The lines from the start of the records through the one containing "pub struct CommentNode" are to be restated word for word; please include both ends.

- Records supplied:

————

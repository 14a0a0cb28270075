// Core data structures for the comment collector

use chrono::{DateTime, Local, TimeZone, Utc};
use serde::{Deserialize, Serialize};
use std::fmt;

/// Fixed display format for comment timestamps
pub const TIME_FORMAT: &str = "%Y-%m-%d %H:%M:%S";

/// Marker prepended to nested reply bodies so a flat table keeps the hierarchy
pub const NESTED_REPLY_MARKER: &str = "[楼中楼] ";

/// One displayable comment or nested reply
#[derive(Debug, Clone, PartialEq, Eq, Serialize, Deserialize)]
pub struct CommentRecord {
    pub comment_id: String, // rpid_str
    pub author: String,
    pub author_sex: Option<String>,
    pub author_level: Option<u8>,
    pub content: String,
    pub likes: u64,
    pub posted_at: DateTime<Utc>,
    /// Always 0 for nested replies
    pub reply_count: u64,
    pub floor: Option<u64>,
    pub is_nested_reply: bool,
}

impl CommentRecord {
    /// Render the post time in the given timezone
    pub fn formatted_time_in<Tz>(&self, tz: &Tz) -> String
    where
        Tz: TimeZone,
        Tz::Offset: fmt::Display,
    {
        self.posted_at.with_timezone(tz).format(TIME_FORMAT).to_string()
    }

    /// Render the post time in the local timezone
    pub fn formatted_time(&self) -> String {
        self.formatted_time_in(&Local)
    }
}

/// A comment node as returned by one page of the reply API
#[derive(Debug, Clone, Default, PartialEq, Eq, Serialize, Deserialize)]
pub struct CommentNode {
    pub id: String,
    pub author: String,
    pub author_sex: Option<String>,
    pub author_level: Option<u8>,
    pub message: String,
    pub likes: u64,
    /// Unix timestamp (seconds)
    pub ctime: i64,
    pub reply_count: u64,
    pub floor: Option<u64>,
    /// Preview of nested replies; the API truncates these and never nests deeper
    pub replies: Vec<CommentNode>,
}

/// One fetched page of top-level comments
#[derive(Debug, Clone, Default, PartialEq, Eq, Serialize, Deserialize)]
pub struct CommentPage {
    /// 1-based page number
    pub number: u32,
    /// Total top-level comment count reported by the API
    pub total_count: u64,
    pub comments: Vec<CommentNode>,
}

impl CommentPage {
    /// Create an empty page carrying only metadata
    pub fn empty(number: u32, total_count: u64) -> Self {
        Self {
            number,
            total_count,
            comments: Vec::new(),
        }
    }

    pub fn is_empty(&self) -> bool {
        self.comments.is_empty()
    }
}

/// Sort order of the reply API
#[derive(Debug, Clone, Copy, PartialEq, Eq, Hash, Default, Serialize, Deserialize)]
#[serde(rename_all = "lowercase")]
pub enum SortOrder {
    #[default]
    Time = 0,
    Likes = 1,
    Replies = 2,
}

impl SortOrder {
    /// Value of the `sort` query parameter
    pub fn sort_code(&self) -> u32 {
        *self as u32
    }

    pub fn as_str(&self) -> &'static str {
        match self {
            Self::Time => "time",
            Self::Likes => "likes",
            Self::Replies => "replies",
        }
    }

    pub fn parse(s: &str) -> Option<Self> {
        match s.to_lowercase().as_str() {
            "time" | "new" => Some(Self::Time),
            "likes" | "like" | "hot" => Some(Self::Likes),
            "replies" | "reply" => Some(Self::Replies),
            _ => None,
        }
    }
}

/// Resolved video identity
#[derive(Debug, Clone, PartialEq, Eq, Serialize, Deserialize)]
pub struct ResourceInfo {
    /// Internal id (aid) keying the comment thread
    pub id: u64,
    pub bvid: String,
    pub title: String,
}

/// Opaque login credential forwarded as cookies
#[derive(Clone, Default, PartialEq, Eq)]
pub struct Credential {
    pub sessdata: String,
    pub bili_jct: Option<String>,
    pub buvid3: Option<String>,
}

impl Credential {
    pub fn new(sessdata: impl Into<String>) -> Self {
        Self {
            sessdata: sessdata.into(),
            ..Default::default()
        }
    }

    /// Render as a `Cookie` header value
    pub fn cookie_header(&self) -> String {
        let mut cookie = format!("SESSDATA={}", self.sessdata);
        if let Some(jct) = &self.bili_jct {
            cookie.push_str(&format!("; bili_jct={jct}"));
        }
        if let Some(buvid3) = &self.buvid3 {
            cookie.push_str(&format!("; buvid3={buvid3}"));
        }
        cookie
    }
}

// Never print session tokens
impl fmt::Debug for Credential {
    fn fmt(&self, f: &mut fmt::Formatter<'_>) -> fmt::Result {
        f.debug_struct("Credential")
            .field("sessdata", &"***")
            .field("bili_jct", &self.bili_jct.as_ref().map(|_| "***"))
            .field("buvid3", &self.buvid3.as_ref().map(|_| "***"))
            .finish()
    }
}

/// Progress update emitted by the collector
#[derive(Debug, Clone, PartialEq, Eq)]
pub struct Progress {
    pub completed: u32,
    pub target: u32,
    pub message: String,
}

impl Progress {
    /// Completion ratio in `0.0..=1.0`
    pub fn ratio(&self) -> f64 {
        (self.completed as f64 / self.target.max(1) as f64).min(1.0)
    }

    pub fn is_finished(&self) -> bool {
        self.completed >= self.target
    }
}

impl fmt::Display for Progress {
    fn fmt(&self, f: &mut fmt::Formatter<'_>) -> fmt::Result {
        write!(f, "[{}/{}] {}", self.completed, self.target, self.message)
    }
}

————

- Your response:
repository 14a0a0cb28270075
// Core data structures for the comment collector

use chrono::{DateTime, Local, TimeZone, Utc};
use serde::{Deserialize, Serialize};
use std::fmt;

/// Fixed display format for comment timestamps
pub const TIME_FORMAT: &str = "%Y-%m-%d %H:%M:%S";

/// Marker prepended to nested reply bodies so a flat table keeps the hierarchy
pub const NESTED_REPLY_MARKER: &str = "[楼中楼] ";

/// One displayable comment or nested reply
#[derive(Debug, Clone, PartialEq, Eq, Serialize, Deserialize)]
pub struct CommentRecord {
    pub comment_id: String, // rpid_str
    pub author: String,
    pub author_sex: Option<String>,
    pub author_level: Option<u8>,
    pub content: String,
    pub likes: u64,
    pub posted_at: DateTime<Utc>,
    /// Always 0 for nested replies
    pub reply_count: u64,
    pub floor: Option<u64>,
    pub is_nested_reply: bool,
}

impl CommentRecord {
    /// Render the post time in the given timezone
    pub fn formatted_time_in<Tz>(&self, tz: &Tz) -> String
    where
        Tz: TimeZone,
        Tz::Offset: fmt::Display,
    {
        self.posted_at.with_timezone(tz).format(TIME_FORMAT).to_string()
    }

    /// Render the post time in the local timezone
    pub fn formatted_time(&self) -> String {
        self.formatted_time_in(&Local)
    }
}

/// A comment node as returned by one page of the reply API
#[derive(Debug, Clone, Default, PartialEq, Eq, Serialize, Deserialize)]
pub struct CommentNode {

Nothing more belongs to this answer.